Abstract: For any reductive group G and a parabolic subgroup P with its Levi subgroup L, the first author in [Ku2] introduced a ring homomorphism $ \xi^P_\lambda: Rep^\mathbb{C}_{\lambda-poly}(L) \to H^*(G/P, \mathbb{C})$, where $ Rep^\mathbb{C}_{\lambda-poly}(L)$ is a certain subring of the complexified representation ring of L (depending upon the choice of an irreducible representation $V(\lambda)$ of G with highest weight $\lambda$).

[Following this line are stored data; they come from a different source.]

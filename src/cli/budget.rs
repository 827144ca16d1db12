//! Budget CLI commands

use clap::Subcommand;

use super::{parse_money, parse_month, Workspace};
use crate::audit::{AuditEntry, EntityType};
use crate::error::LabelbookResult;
use crate::models::BudgetStatus;
use crate::reports::BudgetOverviewReport;

/// Budget subcommands
#[derive(Subcommand)]
pub enum BudgetCommands {
    /// Set the monthly target for an expense label
    Set {
        /// Label name or ID
        label: String,
        /// Monthly target amount
        amount: String,
    },

    /// Remove a label's budget
    Remove {
        /// Label name or ID
        label: String,
    },

    /// Show one label's budget status for a month
    Status {
        /// Label name or ID
        label: String,
        /// Month (YYYY-MM, defaults to the current month)
        #[arg(short, long)]
        month: Option<String>,
    },

    /// Show every budgeted label for a month
    Overview {
        /// Month (YYYY-MM, defaults to the current month)
        #[arg(short, long)]
        month: Option<String>,
    },
}

/// Handle a budget command
pub fn handle_budget_command(ws: &mut Workspace, cmd: BudgetCommands) -> LabelbookResult<()> {
    match cmd {
        BudgetCommands::Set { label, amount } => {
            let label = ws.engine.find_label(&label)?.clone();
            let target = parse_money(&amount)?;
            let before = ws.engine.budgets().get(label.id).cloned();

            ws.engine.set_budget(label.id, target)?;
            let after = ws.engine.budgets().get(label.id).cloned();
            let entry = match (&before, &after) {
                (Some(before), Some(after)) => Some(AuditEntry::update(
                    EntityType::Budget,
                    label.id.to_string(),
                    Some(label.name.clone()),
                    before,
                    after,
                )),
                (None, Some(after)) => Some(AuditEntry::create(
                    EntityType::Budget,
                    label.id.to_string(),
                    Some(label.name.clone()),
                    after,
                )),
                _ => None,
            };
            if let Some(entry) = entry {
                ws.record(entry);
            }

            println!(
                "Budget for '{}' set to {} per month",
                label.name,
                target.format_with_symbol(&ws.settings.currency_symbol)
            );
        }

        BudgetCommands::Remove { label } => {
            let label = ws.engine.find_label(&label)?.clone();
            let removed = ws.engine.remove_budget(label.id)?;
            ws.record(AuditEntry::delete(
                EntityType::Budget,
                label.id.to_string(),
                Some(label.name.clone()),
                &removed,
            ));

            println!("Removed budget for '{}'", label.name);
        }

        BudgetCommands::Status { label, month } => {
            let label = ws.engine.find_label(&label)?;
            let period = parse_month(month.as_deref())?;
            let symbol = &ws.settings.currency_symbol;
            match ws.engine.budget_status(label.id, period)? {
                BudgetStatus::Unbudgeted => {
                    println!("'{}' has no budget.", label.name);
                }
                BudgetStatus::Budgeted {
                    target,
                    actual,
                    remaining,
                } => {
                    println!("{}: {}", label.name, period.long_name());
                    println!("  Target:    {}", target.format_with_symbol(symbol));
                    println!("  Actual:    {}", actual.format_with_symbol(symbol));
                    println!("  Remaining: {}", remaining.format_with_symbol(symbol));
                    if remaining.is_negative() {
                        println!("  Overspent!");
                    }
                }
            }
        }

        BudgetCommands::Overview { month } => {
            let period = parse_month(month.as_deref())?;
            let report = BudgetOverviewReport::generate(&ws.engine, period)?;
            if report.rows.is_empty() {
                println!("No budgets set. Use 'labelbook budget set <LABEL> <AMOUNT>'.");
            } else {
                print!("{}", report.format_terminal());
            }
        }
    }

    Ok(())
}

In this paper we study this homomorphism for G=Sp(2n) and its maximal parabolic subgroups $P_{n-k}$ for any $1\leq k\leq n$ (with the choice of $V(\lambda) $ to be the defining representation $V(\omega_1) $ in $\mathbb{C}^{2n}$). Thus, we obtain a $\mathbb{C}$-algebra homomorphism $ \xi_{n,k}: Rep^\mathbb{C}_{\omega_1-poly}(Sp(2k)) \to H^*(IG(n-k, 2n), \mathbb{C})$. Our main result asserts that $ \xi_{n,k}$ is injective when n tends to $\infty$ keeping k fixed. Similar results are obtained for the odd orthogonal groups.